Muerte en Brooklyn. Cinco tentativas sobre Paul Auster

Justo Serna

Paul Auster y la contingencia

De repente, un individuo toma ciertas decisiones. En realidad, vivir es capear el temporal, la marejada, y saber remontar la felicidad. El azar no nos gobierna, pero nos cerca, nos rodea.

¿Qué hacer? ¿Acaso dejarnos arrastrar por la corriente?

Todd Heisler/The New York Times

En Paul Auster, la contingencia no es un destino irremediable, sino una suma de pequeñas elecciones que provocan efectos imprevistos.

Si estamos en una nave, debemos saber gobernar el timón y las velas: el oleaje y, sobre todo, la calma chicha. Lo primero puede desarbolarnos; lo segundo puede desesperarnos.

¿Hay porvenir?

Aguardamos quién sabe qué cosa. Estamos explorando y explotando nuestras respectivas pericias: nuestras destrezas manuales o nuestras capacidades intelectuales.

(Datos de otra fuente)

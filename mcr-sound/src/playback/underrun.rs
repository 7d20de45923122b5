//! Underrun accounting
//!
//! The mix callback only bumps an atomic counter; reporting happens on the
//! decode thread, at most once per interval.

use std::sync::atomic::{AtomicU64, Ordering};
use std::sync::Mutex;
use std::time::{Duration, Instant};
use tracing::warn;

pub struct UnderrunMonitor {
    /// Total underruns since creation
    count: AtomicU64,

    /// Value of `count` at the last report
    reported: AtomicU64,

    /// Only touched by the decode thread
    last_report: Mutex<Option<Instant>>,

    interval: Duration,
}

impl UnderrunMonitor {
    pub fn new(interval: Duration) -> Self {
        Self {
            count: AtomicU64::new(0),
            reported: AtomicU64::new(0),
            last_report: Mutex::new(None),
            interval,
        }
    }

    /// Count one underrun
    ///
    /// **REAL-TIME SAFE**: a single relaxed atomic increment
    pub fn record(&self) {
        self.count.fetch_add(1, Ordering::Relaxed);
    }

    /// Total underruns recorded
    pub fn count(&self) -> u64 {
        self.count.load(Ordering::Relaxed)
    }

    /// Log new underruns if the interval has elapsed since the last report
    ///
    /// Returns true if a message was logged.
    pub fn log_if_due(&self) -> bool {
        let total = self.count();
        let reported = self.reported.load(Ordering::Relaxed);
        if total == reported {
            return false;
        }

        let mut last = self
            .last_report
            .lock()
            .unwrap_or_else(std::sync::PoisonError::into_inner);
        let now = Instant::now();
        if last.is_some_and(|at| now.duration_since(at) < self.interval) {
            return false;
        }

        warn!(
            "Audio underrun: {} voice buffers ran dry ({} total)",
            total - reported,
            total
        );
        *last = Some(now);
        self.reported.store(total, Ordering::Relaxed);
        true
    }
}
//! Error types for mcr-sound
//!
//! Engine and handle operations return [`Error`]. Reader status codes
//! (would-block, end of file) are not errors and live in
//! [`crate::reader::ReadError`].

use thiserror::Error;

/// Main error type for mcr-sound
#[derive(Error, Debug)]
pub enum Error {
    /// Configuration errors
    #[error("Configuration error: {0}")]
    Config(String),

    /// Errors from the common crate
    #[error(transparent)]
    Common(#[from] mcr_common::Error),

    /// Audio decoding errors
    #[error("Audio decode error: {0}")]
    Decode(String),

    /// Audio output device errors
    #[error("Audio output error: {0}")]
    AudioOutput(String),

    /// Playback engine errors
    #[error("Playback error: {0}")]
    Playback(String),

    /// Every voice slot is busy
    #[error("No voice slot available ({0} in use)")]
    SlotExhausted(usize),

    /// Voice handle refers to a slot that has since been reused
    #[error("Stale voice handle (slot {index}, generation {generation})")]
    StaleHandle { index: usize, generation: u64 },

    /// Invalid state for operation
    #[error("Invalid state: {0}")]
    InvalidState(String),

    /// File I/O errors
    #[error("File I/O error: {0}")]
    Io(#[from] std::io::Error),
}

/// Convenience Result type using mcr-sound Error
pub type Result<T> = std::result::Result<T, Error>;
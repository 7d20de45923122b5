//! Piecewise-linear frame position map
//!
//! Translates positions between two frame counters that advance at related
//! but not identical rates. Each voice owns two maps:
//!
//! ```text
//! hardware frame ──[hardware→stream]──> stream frame ──[stream→source]──> source frame
//!   (device clock)     written by mix      (engine)     written by decode   (file position)
//! ```
//!
//! A map is an ordered run of segments `(base, frames, mapped, rate)`: keys in
//! `[base, base + frames)` map to `mapped + (key - base) * rate`. Lookups use
//! the last segment whose base is at or before the key and extrapolate past
//! its end by the same rate. A rate of 0.0 records a span during which the
//! mapped counter stood still (scheduled-start silence, pause, underrun).

use std::collections::VecDeque;
use tracing::warn;

/// Default segment capacity per map
pub const DEFAULT_MAP_CAPACITY: usize = 64;

/// One contiguous run of the map
#[derive(Debug, Clone, Copy, PartialEq)]
pub struct MapSegment {
    /// First key covered by this segment
    pub base: i64,

    /// Number of keys covered
    pub frames: i64,

    /// Value that `base` maps to
    pub mapped: i64,

    /// Mapped frames per key frame
    pub rate: f64,
}

impl MapSegment {
    /// One past the last key covered
    pub fn end(&self) -> i64 {
        self.base + self.frames
    }

    /// Map `key` through this segment, extrapolating outside its range
    pub fn map(&self, key: i64) -> i64 {
        self.mapped + ((key - self.base) as f64 * self.rate).round() as i64
    }

    fn continues(&self, base: i64, mapped: i64, rate: f64) -> bool {
        base == self.end() && (rate - self.rate).abs() < f64::EPSILON && mapped == self.map(base)
    }
}

/// Result of a map lookup
#[derive(Debug, Clone, Copy, PartialEq, Eq)]
pub struct MapLookup {
    /// Mapped frame
    pub frame: i64,

    /// True if the key fell inside a recorded segment, false if extrapolated
    pub exact: bool,
}

/// Bounded, append-only position map
#[derive(Debug, Clone)]
pub struct PositionMap {
    segments: VecDeque<MapSegment>,
    capacity: usize,
}

impl Default for PositionMap {
    fn default() -> Self {
        Self::new()
    }
}

impl PositionMap {
    /// Create a map holding up to [`DEFAULT_MAP_CAPACITY`] segments
    pub fn new() -> Self {
        Self::with_capacity(DEFAULT_MAP_CAPACITY)
    }

    /// Create a map holding up to `capacity` segments (minimum 1)
    ///
    /// Storage is allocated up front; inserts never allocate.
    pub fn with_capacity(capacity: usize) -> Self {
        let capacity = capacity.max(1);
        Self {
            segments: VecDeque::with_capacity(capacity),
            capacity,
        }
    }

    /// Append a segment
    ///
    /// A segment that exactly continues the previous one is merged into it,
    /// so steady playback keeps a single segment. Keys must not go backwards;
    /// if they do, the history is discarded and the new segment starts a
    /// fresh map. When full, the oldest segment is evicted.
    pub fn insert(&mut self, base: i64, frames: i64, mapped: i64, rate: f64) {
        if frames <= 0 {
            return;
        }

        let held = self.segments.len();
        if let Some(last) = self.segments.back_mut() {
            if base < last.base {
                warn!(
                    "Position map key regressed ({} < {}), discarding {} segments",
                    base, last.base, held
                );
                self.segments.clear();
            } else if last.continues(base, mapped, rate) {
                last.frames += frames;
                return;
            }
        }

        if self.segments.len() == self.capacity {
            self.segments.pop_front();
        }

        self.segments.push_back(MapSegment {
            base,
            frames,
            mapped,
            rate,
        });
    }

    /// Map `key`, returning 0 when the map is empty
    pub fn search(&self, key: i64) -> i64 {
        self.lookup(key).map_or(0, |l| l.frame)
    }

    /// Map `key`, reporting whether it was inside a recorded segment
    ///
    /// Keys before the first segment extrapolate backwards from it.
    pub fn lookup(&self, key: i64) -> Option<MapLookup> {
        let idx = self.segments.partition_point(|s| s.base <= key);
        if idx == 0 {
            let first = self.segments.front()?;
            return Some(MapLookup {
                frame: first.map(key),
                exact: false,
            });
        }

        let seg = &self.segments[idx - 1];
        Some(MapLookup {
            frame: seg.map(key),
            exact: key < seg.end(),
        })
    }

    /// Drop segments that end at or before `key`
    ///
    /// The segment `key` resolves to (and everything after it) is kept, so
    /// lookups at or after `key` are unaffected.
    pub fn discard_before(&mut self, key: i64) {
        while self.segments.len() > 1 && self.segments[1].base <= key {
            if self.segments[0].end() > key {
                break;
            }
            self.segments.pop_front();
        }
    }

    /// Remove all segments
    pub fn clear(&mut self) {
        self.segments.clear();
    }

    /// Number of stored segments
    pub fn len(&self) -> usize {
        self.segments.len()
    }

    /// True when nothing has been recorded
    pub fn is_empty(&self) -> bool {
        self.segments.is_empty()
    }

    /// Most recent segment
    pub fn last(&self) -> Option<&MapSegment> {
        self.segments.back()
    }

    /// Maximum number of stored segments
    pub fn capacity(&self) -> usize {
        self.capacity
    }
}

O en otros términos: estamos sopesando la contingencia.

Tenemos ya un pasado abierto, tenemos heridas sin cerrar y, por lo que nos pasa, no confiamos suficientemente en nuestras cualidades.

¿Huimos?

Estamos propiamente varados y tenemos algo de náufragos, pero el porvenir no es el grandioso futuro para el que uno se creía destinado, sino un instante fugaz que ya se ha ido para siempre, un presente inmediato que nos faculta y nos veja: la expectativa, sí, la calma chicha…

Les invito a leer el artículo..

“Muerte en Brooklyn.
Cinco tentativas sobre Paul Auster”

…que he publicado en la revista

Makma. Revista de artes visuales y cultura contemporánea

https://www.makma.net/paul-auster-muerte-en-brooklyn/

Hasta hace nada, numerosos lectores esperábamos la nueva novela de Paul Auster (1947-2024). Siempre a la expectativa de la entrega sucesiva. Aguardábamos cada novedad con verdadera expectación.

Años atrás, Auster solía ser un autor regular: regular en el sentido de que ajustaba los tiempos para publicar con una frecuencia medida que le agradecíamos los editores y los lectores.

Como el mercado respondía bien a sus obras y como parecía estar en plena forma, Auster tenía estímulos para seguir.

Tenía alicientes para agrandar su creación y mejorarla, levantada sobre un espacio reconocible y con una demografía con la que, a la postre, nos familiarizábamos.

Auster nos administraba a sus seguidores nuevas historias, siempre locales y siempre eternas, que ocurren en un país, Estados Unidos, y en un barrio, Brooklyn, que no son los nuestros, pero a los que nos hemos habituado.